I jam my finger into the valley between his curved pecs and do my best to ignore how hard his chest is. They’re just muscles, after all. It’s nothing new. I’ve seen muscles before.
But his feel like more than just muscles.
They’re the products of hard work and dreams come true.
He gained this physique from years of pursuing his passion in baseball, all before it was ripped away by his injury.
I respect these muscles.
My previously succinct trail of thoughts changes course, leaping into more of a zigzagging pattern as I stumble over what I want to say next.
He dips his head and inches closer, and my arm floats back to my side, my fingertips skimming the thin material of his button up.
His voice drops into a lower octave, one I feel in my freaking toes, as he says, “I don’t hate you, Lockhart. I never have.”
Time—and my heartbeat—sputters to a stop as the weight of his confession settles over me.
chapter
thirteen
OWEN
“Come with me,” Addie whispers, then whirls on her heel.
I don’t even register what she says before I put one foot in front of the other, flying next to her. I wouldn’t have cared had she told me to shove my face into the ground—I would have fucking done it until dirt filled my nostrils, and I couldn’t breathe.
My arm brushes against her shoulder, and something must jog loose in my brain. It’s like two live wires in there, cutting off power and letting me function on autopilot.
I slip my hand into hers, but she swats me away, hissing, “Are you insane?”
“It felt like a hold-your-hand moment,” I mumble. “My bad.”
Ignoring me, she nods and smiles toward a few guests, and gone is the air of wonder I thought I saw in her eyes. A mask disguises her curious features now, and my easy steps falter.
Does she care about my confession? Does she believe me? There’s a chance she wants to corner me just to interrogate me like she did over the dinner, as if I admitted the truth about never hating her in hopes of receiving something in return.

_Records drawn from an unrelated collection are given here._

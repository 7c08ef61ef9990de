//! Contexts, hardware queues and command submission.

use std::sync::Arc;

use pvgpu_protocol::adapter_commands::{
    CreateContextVirtualCommand, CreateHwQueueCommand, GetContextSchPriorityCommand, GetContextSchPriorityReturn,
    SetContextSchPriorityCommand, SubmitCommandArgs, SubmitCommandCommand, SubmitCommandToHwQueueArgs,
    SubmitCommandToHwQueueCommand,
};
use pvgpu_protocol::{D3dkmtHandle, PayloadReader, VgpuCommand};
use tracing::{debug, warn};

use crate::codec::{array_size, command_size, wire_u32};
use crate::error::{CoreError, CoreResult};
use crate::message::{zeroed_vec, Message};
use crate::objects::{HandleKind, HandleObject, HwQueue};
use crate::ops::device::send_handle_command;
use crate::ops::{compensate, dispatch_header, map_fence_page, process_header, send_status, send_typed, traced};
use crate::session::{Adapter, Process, Session};

/// Where a new context runs.
#[derive(Debug, Clone, Copy, Default)]
pub struct ContextRequest {
    pub device: D3dkmtHandle,
    pub node_ordinal: u32,
    pub engine_affinity: u32,
    pub flags: u32,
}

fn check_echoed_data(what: &'static str, len: usize, session: &Session) -> CoreResult<()> {
    if len > session.max_packet_size() {
        return Err(CoreError::InvalidArgument(what));
    }
    Ok(())
}

/// Create a context. The host echoes the command and private data back;
/// `private_data` receives the echoed copy.
pub fn create_context(
    session: &Session,
    adapter: &Adapter,
    process: &Process,
    request: &ContextRequest,
    private_data: &mut [u8],
) -> CoreResult<D3dkmtHandle> {
    traced("create_context", send_create_context(session, adapter, process, request, private_data))
}

fn send_create_context(
    session: &Session,
    adapter: &Adapter,
    process: &Process,
    request: &ContextRequest,
    private_data: &mut [u8],
) -> CoreResult<D3dkmtHandle> {
    check_echoed_data("context private data exceeds the packet limit", private_data.len(), session)?;
    let command = CreateContextVirtualCommand {
        hdr: process_header(VgpuCommand::CreateContextVirtual, process),
        device: request.device,
        node_ordinal: request.node_ordinal,
        engine_affinity: request.engine_affinity,
        flags: request.flags,
        client_hint: 1,
        priv_drv_data_size: wire_u32("context private data", private_data.len())?,
        context: D3dkmtHandle::NULL,
        reserved: 0,
    };
    let size = command_size::<CreateContextVirtualCommand>(&[private_data.len()])?;
    let mut msg = Message::new(session, Some(adapter), size)?;
    let mut w = msg.writer();
    w.put(&command)?;
    w.put_bytes(private_data)?;

    let mut reply = zeroed_vec(size)?;
    msg.send_sync_into(&mut reply)?;
    msg.free();

    let mut reader = PayloadReader::new(&reply);
    let echoed: CreateContextVirtualCommand = reader.read()?;
    if echoed.context.is_null() {
        return Err(CoreError::NullHandle("context"));
    }
    private_data.copy_from_slice(reader.read_bytes(private_data.len())?);
    debug!(context = %echoed.context, "context created");
    Ok(echoed.context)
}

pub fn destroy_context(session: &Session, adapter: &Adapter, process: &Process, context: D3dkmtHandle) -> CoreResult<()> {
    traced(
        "destroy_context",
        send_handle_command(session, adapter, process, VgpuCommand::DestroyContext, context),
    )
}

pub fn set_context_sch_priority(
    session: &Session,
    adapter: &Adapter,
    process: &Process,
    context: D3dkmtHandle,
    priority: i32,
    in_process: bool,
) -> CoreResult<()> {
    let command = SetContextSchPriorityCommand {
        hdr: process_header(VgpuCommand::SetContextSchedulingPriority, process),
        context,
        priority,
        in_process: u32::from(in_process),
        reserved: 0,
    };
    traced("set_context_sch_priority", send_status(session, Some(adapter), &command)).map(|_| ())
}

pub fn get_context_sch_priority(
    session: &Session,
    adapter: &Adapter,
    process: &Process,
    context: D3dkmtHandle,
    in_process: bool,
) -> CoreResult<i32> {
    let command = GetContextSchPriorityCommand {
        hdr: process_header(VgpuCommand::GetContextSchedulingPriority, process),
        context,
        in_process: u32::from(in_process),
    };
    let reply: GetContextSchPriorityReturn =
        traced("get_context_sch_priority", send_typed(session, Some(adapter), &command))?;
    traced("get_context_sch_priority", CoreError::check_status(reply.status))?;
    Ok(reply.priority)
}

/// Submit a command buffer to a context. History buffer handles and the
/// private data follow the fixed arguments; counts are taken from the slices.
pub fn submit_command(
    session: &Session,
    adapter: &Adapter,
    process: &Process,
    args: &SubmitCommandArgs,
    history_buffers: &[D3dkmtHandle],
    private_data: &[u8],
) -> CoreResult<()> {
    let run = || -> CoreResult<()> {
        let mut args = *args;
        args.num_history_buffers = wire_u32("history buffer count", history_buffers.len())?;
        args.priv_drv_data_size = wire_u32("submit private data", private_data.len())?;

        let dispatch = session.dispatch();
        let command = SubmitCommandCommand {
            hdr: dispatch_header(VgpuCommand::SubmitCommand, process, dispatch),
            args,
        };
        let size = command_size::<SubmitCommandCommand>(&[
            array_size::<D3dkmtHandle>(history_buffers.len())?,
            private_data.len(),
        ])?;
        let mut msg = Message::new(session, Some(adapter), size)?;
        let mut w = msg.writer();
        w.put(&command)?;
        w.put_slice(history_buffers)?;
        w.put_bytes(private_data)?;
        msg.submit(dispatch)
    };
    traced("submit_command", run())
}

/// Create a hardware queue on `context` and register it, with its progress
/// fence, in the process handle table. The fence storage is mapped into
/// the process before returning.
pub fn create_hwqueue(
    session: &Session,
    adapter: &Adapter,
    process: &Process,
    context: D3dkmtHandle,
    flags: u32,
    private_data: &mut [u8],
) -> CoreResult<Arc<HwQueue>> {
    let reply = traced(
        "create_hwqueue",
        send_create_hwqueue(session, adapter, process, context, flags, private_data),
    )?;

    let queue = Arc::new(HwQueue::new(
        reply.hwqueue,
        reply.hwqueue_progress_fence,
        reply.hwqueue_progress_fence_gpuva,
    ));
    let mut assigned = Vec::with_capacity(2);
    let registered = register_hwqueue(process, &queue, &mut assigned)
        .and_then(|()| map_fence_page(session, process, reply.hwqueue_progress_fence_cpuva));

    match registered {
        Ok(cpu_va) => {
            queue.set_progress_fence_cpu_va(cpu_va);
            debug!(hwqueue = %queue.handle(), fence = %queue.progress_fence(), "hardware queue created");
            Ok(queue)
        }
        Err(e) => {
            // Entries held by other objects on a handle collision stay put.
            for &(handle, kind) in assigned.iter().rev() {
                process.handles().free(handle, kind);
            }
            compensate(
                "destroy_hwqueue",
                send_handle_command(session, adapter, process, VgpuCommand::DestroyHwQueue, queue.handle()),
            );
            traced("create_hwqueue", Err(e))
        }
    }
}

fn send_create_hwqueue(
    session: &Session,
    adapter: &Adapter,
    process: &Process,
    context: D3dkmtHandle,
    flags: u32,
    private_data: &mut [u8],
) -> CoreResult<CreateHwQueueCommand> {
    check_echoed_data("hardware queue private data exceeds the packet limit", private_data.len(), session)?;
    let command = CreateHwQueueCommand {
        hdr: process_header(VgpuCommand::CreateHwQueue, process),
        status: Default::default(),
        hwqueue: D3dkmtHandle::NULL,
        hwqueue_progress_fence: D3dkmtHandle::NULL,
        context,
        flags,
        priv_drv_data_size: wire_u32("hardware queue private data", private_data.len())?,
        hwqueue_progress_fence_cpuva: 0,
        hwqueue_progress_fence_gpuva: 0,
    };
    let size = command_size::<CreateHwQueueCommand>(&[private_data.len()])?;
    let mut msg = Message::new(session, Some(adapter), size)?;
    let mut w = msg.writer();
    w.put(&command)?;
    w.put_bytes(private_data)?;

    let mut reply = zeroed_vec(size)?;
    msg.send_sync_into(&mut reply)?;
    msg.free();

    let mut reader = PayloadReader::new(&reply);
    let echoed: CreateHwQueueCommand = reader.read()?;
    CoreError::check_status(echoed.status)?;
    private_data.copy_from_slice(reader.read_bytes(private_data.len())?);
    Ok(echoed)
}

/// Register the queue and its progress fence, recording each entry that
/// was actually taken in `assigned`.
fn register_hwqueue(
    process: &Process,
    queue: &Arc<HwQueue>,
    assigned: &mut Vec<(D3dkmtHandle, HandleKind)>,
) -> CoreResult<()> {
    process
        .handles()
        .assign(queue.handle(), HandleObject::HwQueue(Arc::clone(queue)))?;
    assigned.push((queue.handle(), HandleKind::HwQueue));
    process
        .handles()
        .assign(queue.progress_fence(), HandleObject::MonitoredFence(Arc::clone(queue)))?;
    assigned.push((queue.progress_fence(), HandleKind::MonitoredFence));
    Ok(())
}

/// Destroy a hardware queue on the host and drop its local state: the
/// table entries and the progress fence mapping.
pub fn destroy_hwqueue(session: &Session, adapter: &Adapter, process: &Process, hwqueue: D3dkmtHandle) -> CoreResult<()> {
    let result = send_handle_command(session, adapter, process, VgpuCommand::DestroyHwQueue, hwqueue);

    if let Some(HandleObject::HwQueue(queue)) = process.handles().free(hwqueue, HandleKind::HwQueue) {
        process.handles().free(queue.progress_fence(), HandleKind::MonitoredFence);
        if let Some(cpu_va) = queue.take_progress_fence_cpu_va() {
            if let Err(e) = process.mapper().unmap(cpu_va, session.page_geometry().page_size()) {
                warn!(hwqueue = %hwqueue, "unmapping progress fence failed: {e}");
            }
        }
    }
    traced("destroy_hwqueue", result)
}

/// Submit a command buffer to a hardware queue. Written primaries and the
/// private data follow the fixed arguments.
pub fn submit_command_hwqueue(
    session: &Session,
    adapter: &Adapter,
    process: &Process,
    args: &SubmitCommandToHwQueueArgs,
    primaries: &[D3dkmtHandle],
    private_data: &[u8],
) -> CoreResult<()> {
    let run = || -> CoreResult<()> {
        let mut args = *args;
        args.num_primaries = wire_u32("primary count", primaries.len())?;
        args.priv_drv_data_size = wire_u32("submit private data", private_data.len())?;

        let dispatch = session.dispatch();
        let command = SubmitCommandToHwQueueCommand {
            hdr: dispatch_header(VgpuCommand::SubmitCommandToHwQueue, process, dispatch),
            args,
        };
        let size = command_size::<SubmitCommandToHwQueueCommand>(&[
            array_size::<D3dkmtHandle>(primaries.len())?,
            private_data.len(),
        ])?;
        let mut msg = Message::new(session, Some(adapter), size)?;
        let mut w = msg.writer();
        w.put(&command)?;
        w.put_slice(primaries)?;
        w.put_bytes(private_data)?;
        msg.submit(dispatch)
    };
    traced("submit_command_hwqueue", run())
}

She drilled me, and she might as well have sunk her nails into my arms and clawed the shit out of me. It fucking nags at me to think no one ever does nice things for her for the sake of being nice.
At the base of the winding staircase, she pauses to check over both shoulders, then rips off the caution tape.
And my jaw drops.
She’s the one who marked off the staircase for fear people would venture into the bedrooms upstairs and mess with the ornate figurines and objects that add to the historical value of this mansion.
But she’s now the one tearing down the rules and climbing up the stairs.
“Where are you going?” I whisper, and the infrastructure of the walls carries my echo up to her.
With her hand on the railing, her fingers splayed over the side, she peers down at me with the same sparkle in her eye from before. “Care to find out?”
I trip over my feet in my attempt to reach her.